CEO Rick Wallace tied the capital return cadence directly to long-term confidence: “Our recent capital return actions, including the 17th consecutive annual dividend increase and an additional $7 billion stock repurchase authorization, underscore our confidence in KLA’s durable value creation and the 2030 target model we have outlined.”

Yield in Context

At the current share price of $1,845.19, the new $2.30 quarterly rate translates to an annualized payout of $9.20 per share. The headline yield comes in below 1%, which is light on an absolute basis and modest against the broader semiconductor capital equipment group, where payouts are uneven across peers. The argument here favors growth over starting yield. A dividend that has compounded from 12 cents to $2.30 quarterly over two decades carries a yield-on-cost story that flat, higher-yielding payers rarely match.

For retirement-oriented portfolios, the relevant question is whether the underlying cash generation can keep funding raises of this magnitude. The data says yes.

Cash Flow Backs the Commitment

The fiscal third quarter, reported April 29, 2026, gave the board the cover it needed. Revenue came in at $3.42 billion, up 11.5% year over year, and non-GAAP EPS landed at $9.40, ahead of the $9.15 consensus. Management guided fiscal Q4 revenue to $3.575 billion plus or minus $200 million and non-GAAP EPS to $9.87 plus or minus $1.00.

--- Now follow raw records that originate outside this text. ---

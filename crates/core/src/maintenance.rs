//! Operator-triggered repairs and scans over the whole store.
//!
//! Nothing here runs on its own. Moves between buckets always copy into the
//! target first and only then remove from the source, and never hold two
//! write handles at once.

use serde::Serialize;
use std::collections::HashSet;
use std::sync::Arc;
use thiserror::Error;
use tracing::{debug, info, warn};

use crate::merge::{AcceptRule, MergeEngine};
use crate::normalize::{bucket_key, BucketKey};
use crate::record::TorrentRecord;
use crate::store::{Bucket, BucketStore, StoreError};

/// Errors from maintenance operations.
#[derive(Debug, Error)]
pub enum MaintenanceError {
    #[error("Invalid bucket key {0:?}, expected name:originalname")]
    InvalidKey(String),

    #[error("Bucket not found: {0}")]
    BucketNotFound(BucketKey),

    #[error("Record {url} not found in bucket {key}")]
    RecordNotFound { key: BucketKey, url: String },

    #[error("Target key {0:?} is not usable")]
    UnusableTarget(BucketKey),

    #[error("Merge into {key} failed: {reason}")]
    MergeFailed { key: BucketKey, reason: String },

    #[error(transparent)]
    Store(#[from] StoreError),
}

/// Result of [`Maintenance::rebuild_search_names`].
#[derive(Debug, Clone, Default, Serialize)]
pub struct SearchNameReport {
    pub buckets_scanned: usize,
    pub records_updated: usize,
    pub records_migrated: usize,
    pub buckets_removed: usize,
    pub failed_buckets: Vec<String>,
}

/// Result of [`Maintenance::remove_bucket`].
#[derive(Debug, Clone, Serialize)]
pub struct RemoveBucketReport {
    pub key: BucketKey,
    pub removed: usize,
    pub migrated: usize,
    pub new_key: Option<BucketKey>,
}

/// A bucket whose two key halves are identical, such as `ponies:ponies`.
#[derive(Debug, Clone, PartialEq, Eq, Serialize)]
pub struct DuplicateKey {
    pub key: BucketKey,
    pub count: usize,
}

/// One offending record in a [`CorruptReport`].
#[derive(Debug, Clone, Serialize)]
pub struct CorruptSample {
    pub key: BucketKey,
    pub url: String,
    pub title: String,
}

#[derive(Debug, Clone, Default, Serialize)]
pub struct CorruptCount {
    pub count: usize,
    pub sample: Vec<CorruptSample>,
}

impl CorruptCount {
    fn add(&mut self, key: &BucketKey, record: &TorrentRecord, sample_size: usize) {
        self.count += 1;
        if self.sample.len() < sample_size {
            self.sample.push(CorruptSample {
                key: key.clone(),
                url: record.url.clone(),
                title: record.title.clone(),
            });
        }
    }
}

/// Result of [`Maintenance::find_corrupt`].
#[derive(Debug, Clone, Default, Serialize)]
pub struct CorruptReport {
    pub total_keys: usize,
    pub total_records: usize,
    pub unreadable_buckets: usize,
    pub missing_tracker_name: CorruptCount,
    pub missing_name: CorruptCount,
    pub missing_originalname: CorruptCount,
    pub empty_search_fields: CorruptCount,
}

#[derive(Debug, Default)]
struct RebuildOutcome {
    updated: usize,
    migrated: usize,
    removed: bool,
}

/// Maintenance operations over a store.
pub struct Maintenance {
    engine: Arc<MergeEngine>,
}

impl Maintenance {
    pub fn new(engine: Arc<MergeEngine>) -> Self {
        Self { engine }
    }

    fn store(&self) -> &BucketStore {
        self.engine.store()
    }

    /// Recompute default titles and search names of every record, move
    /// records whose key changed and drop buckets left empty.
    pub async fn rebuild_search_names(&self) -> SearchNameReport {
        let mut report = SearchNameReport::default();

        for key in self.store().master().keys() {
            report.buckets_scanned += 1;
            match self.rebuild_bucket(&key).await {
                Ok(outcome) => {
                    report.records_updated += outcome.updated;
                    report.records_migrated += outcome.migrated;
                    report.buckets_removed += usize::from(outcome.removed);
                }
                Err(e) => {
                    warn!(key = %key, error = %e, "Search name rebuild failed for bucket");
                    report.failed_buckets.push(key.to_string());
                }
            }
        }

        if let Err(e) = self.store().save_master().await {
            warn!(error = %e, "Failed to save master index after search name rebuild");
        }

        info!(
            buckets = report.buckets_scanned,
            updated = report.records_updated,
            migrated = report.records_migrated,
            removed = report.buckets_removed,
            failed = report.failed_buckets.len(),
            "Search names rebuilt"
        );
        report
    }

    async fn rebuild_bucket(&self, key: &BucketKey) -> Result<RebuildOutcome, MaintenanceError> {
        let snapshot = self.store().read_uncached(key).await?;

        let misplaced: Vec<TorrentRecord> = snapshot
            .values()
            .cloned()
            .filter_map(|mut record| {
                record.fill_names();
                let target = record.bucket_key();
                (target != *key && target.is_well_formed()).then_some(record)
            })
            .collect();
        let moved = self.copy_out(misplaced).await;

        let mut handle = self.store().open_write(key).await?;
        let urls: Vec<String> = handle.records().keys().cloned().collect();
        let mut outcome = RebuildOutcome::default();
        for url in urls {
            if moved.contains(&url) && handle.get(&url) == snapshot.get(&url) {
                handle.remove(&url);
                outcome.migrated += 1;
            } else if handle.update(&url, TorrentRecord::fill_names) {
                outcome.updated += 1;
            }
        }

        if handle.is_empty() {
            handle.mark_dirty();
            outcome.removed = true;
        }
        handle.commit().await?;
        Ok(outcome)
    }

    /// Merge `records` into their own buckets. Returns the URLs that landed.
    async fn copy_out(&self, records: Vec<TorrentRecord>) -> HashSet<String> {
        if records.is_empty() {
            return HashSet::new();
        }

        let targets: Vec<(String, BucketKey)> = records
            .iter()
            .map(|r| (r.url.clone(), r.bucket_key()))
            .collect();
        let report = self.engine.add_or_update(records, &AcceptRule::Always).await;
        let failed: HashSet<&BucketKey> = report.failed_buckets.iter().map(|f| &f.key).collect();

        targets
            .into_iter()
            .filter(|(_, key)| !failed.contains(key))
            .map(|(url, _)| url)
            .collect()
    }

    /// Move one record to the bucket its current titles map to.
    ///
    /// Returns the record's key afterwards. A record already in the right
    /// bucket only gets its search names refreshed.
    pub async fn migrate_record(
        &self,
        from_key: &BucketKey,
        url: &str,
    ) -> Result<BucketKey, MaintenanceError> {
        let original = self
            .store()
            .read_uncached(from_key)
            .await?
            .remove(url)
            .ok_or_else(|| MaintenanceError::RecordNotFound {
                key: from_key.clone(),
                url: url.to_string(),
            })?;

        let mut record = original.clone();
        record.fill_names();
        let target = record.bucket_key();

        if target == *from_key {
            let mut handle = self.store().open_write(from_key).await?;
            handle.update(url, TorrentRecord::fill_names);
            handle.commit().await?;
            return Ok(target);
        }
        if !target.is_well_formed() {
            return Err(MaintenanceError::UnusableTarget(target));
        }

        let report = self
            .engine
            .add_or_update(vec![record], &AcceptRule::Always)
            .await;
        if let Some(failure) = report.failed_buckets.into_iter().next() {
            return Err(MaintenanceError::MergeFailed {
                key: failure.key,
                reason: failure.error.to_string(),
            });
        }

        let mut handle = self.store().open_write(from_key).await?;
        if handle.get(url) == Some(&original) {
            handle.remove(url);
        } else {
            warn!(key = %from_key, url, "Record changed while migrating, source copy kept");
        }
        if handle.is_empty() {
            handle.mark_dirty();
        }
        handle.commit().await?;

        info!(from = %from_key, to = %target, url, "Record migrated");
        Ok(target)
    }

    /// Delete every record of a bucket, or with `rekey` move all of them
    /// under the given titles.
    pub async fn remove_bucket(
        &self,
        key: &BucketKey,
        rekey: Option<(&str, &str)>,
    ) -> Result<RemoveBucketReport, MaintenanceError> {
        if !key.as_str().contains(':') {
            return Err(MaintenanceError::InvalidKey(key.to_string()));
        }
        if self.store().master().get(key).is_none() {
            return Err(MaintenanceError::BucketNotFound(key.clone()));
        }

        let Some((name, originalname)) = rekey else {
            let mut handle = self.store().open_write(key).await?;
            let urls: Vec<String> = handle.records().keys().cloned().collect();
            for url in &urls {
                handle.remove(url);
            }
            handle.mark_dirty();
            handle.commit().await?;

            info!(key = %key, removed = urls.len(), "Bucket removed");
            return Ok(RemoveBucketReport {
                key: key.clone(),
                removed: urls.len(),
                migrated: 0,
                new_key: None,
            });
        };

        let new_key = bucket_key(name, originalname);
        if !new_key.is_well_formed() {
            return Err(MaintenanceError::UnusableTarget(new_key));
        }

        let snapshot: Bucket = self.store().read_uncached(key).await?;
        let renamed: Vec<TorrentRecord> = snapshot
            .values()
            .cloned()
            .map(|mut record| {
                record.name = name.to_string();
                record.originalname = originalname.to_string();
                record.refresh_search_names();
                record
            })
            .collect();
        let count = renamed.len();

        if new_key == *key {
            let mut handle = self.store().open_write(key).await?;
            for record in renamed {
                handle.insert(record);
            }
            handle.commit().await?;
            return Ok(RemoveBucketReport {
                key: key.clone(),
                removed: 0,
                migrated: 0,
                new_key: Some(new_key),
            });
        }

        let report = self.engine.add_or_update(renamed, &AcceptRule::Always).await;
        if let Some(failure) = report.failed_buckets.into_iter().next() {
            return Err(MaintenanceError::MergeFailed {
                key: failure.key,
                reason: failure.error.to_string(),
            });
        }

        let mut handle = self.store().open_write(key).await?;
        let mut migrated = 0;
        for (url, record) in &snapshot {
            if handle.get(url) == Some(record) {
                handle.remove(url);
                migrated += 1;
            }
        }
        if handle.is_empty() {
            handle.mark_dirty();
        }
        handle.commit().await?;

        info!(key = %key, new_key = %new_key, migrated, of = count, "Bucket re-keyed");
        Ok(RemoveBucketReport {
            key: key.clone(),
            removed: 0,
            migrated,
            new_key: Some(new_key),
        })
    }

    /// Buckets keyed `x:x`. With `tracker`, only those holding a record from
    /// it; with `exclude_numeric`, purely numeric titles (`1899:1899`) are skipped.
    pub async fn find_duplicate_keys(
        &self,
        tracker: Option<&str>,
        exclude_numeric: bool,
    ) -> Vec<DuplicateKey> {
        let tracker = tracker.map(str::trim).filter(|t| !t.is_empty());
        let mut found = Vec::new();

        for key in self.store().master().keys() {
            let (name, originalname) = key.parts();
            if name.is_empty() || originalname.is_empty() || name != originalname {
                continue;
            }
            if exclude_numeric && name.chars().all(|c| c.is_ascii_digit()) {
                continue;
            }

            let bucket = match self.store().read_uncached(&key).await {
                Ok(bucket) => bucket,
                Err(e) => {
                    debug!(key = %key, error = %e, "Skipping unreadable bucket");
                    continue;
                }
            };
            if let Some(tracker) = tracker {
                if !bucket
                    .values()
                    .any(|r| r.tracker_name.eq_ignore_ascii_case(tracker))
                {
                    continue;
                }
            }

            found.push(DuplicateKey {
                key,
                count: bucket.len(),
            });
        }
        found
    }

    /// Count records with missing titles, tracker or search fields.
    /// Read-only; bypasses the cache.
    pub async fn find_corrupt(&self, sample_size: usize) -> CorruptReport {
        let keys = self.store().master().keys();
        let mut report = CorruptReport {
            total_keys: keys.len(),
            ..Default::default()
        };

        for key in keys {
            let bucket = match self.store().read_uncached(&key).await {
                Ok(bucket) => bucket,
                Err(e) => {
                    debug!(key = %key, error = %e, "Unreadable bucket");
                    report.unreadable_buckets += 1;
                    continue;
                }
            };

            for record in bucket.values() {
                report.total_records += 1;
                if record.tracker_name.trim().is_empty() {
                    report.missing_tracker_name.add(&key, record, sample_size);
                }
                if record.name.trim().is_empty() {
                    report.missing_name.add(&key, record, sample_size);
                }
                if record.originalname.trim().is_empty() {
                    report.missing_originalname.add(&key, record, sample_size);
                }
                if record.search_name.is_empty() || record.search_originalname.is_empty() {
                    report.empty_search_fields.add(&key, record, sample_size);
                }
            }
        }
        report
    }
}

On a trailing 12-month basis through fiscal Q2, KLA generated $4.38 billion in free cash flow, and the company returned $797 million to shareholders in Q2 FY26 alone via dividends and buybacks. The board paired the dividend hike with an additional $7 billion stock repurchase authorization, announced at the March investor day and discussed in the Q3 earnings report. The Semiconductor Process Control segment, which drove $3.08 billion of the quarter’s revenue, remains the engine, benefiting from AI infrastructure spending across foundry/logic, memory, and advanced packaging.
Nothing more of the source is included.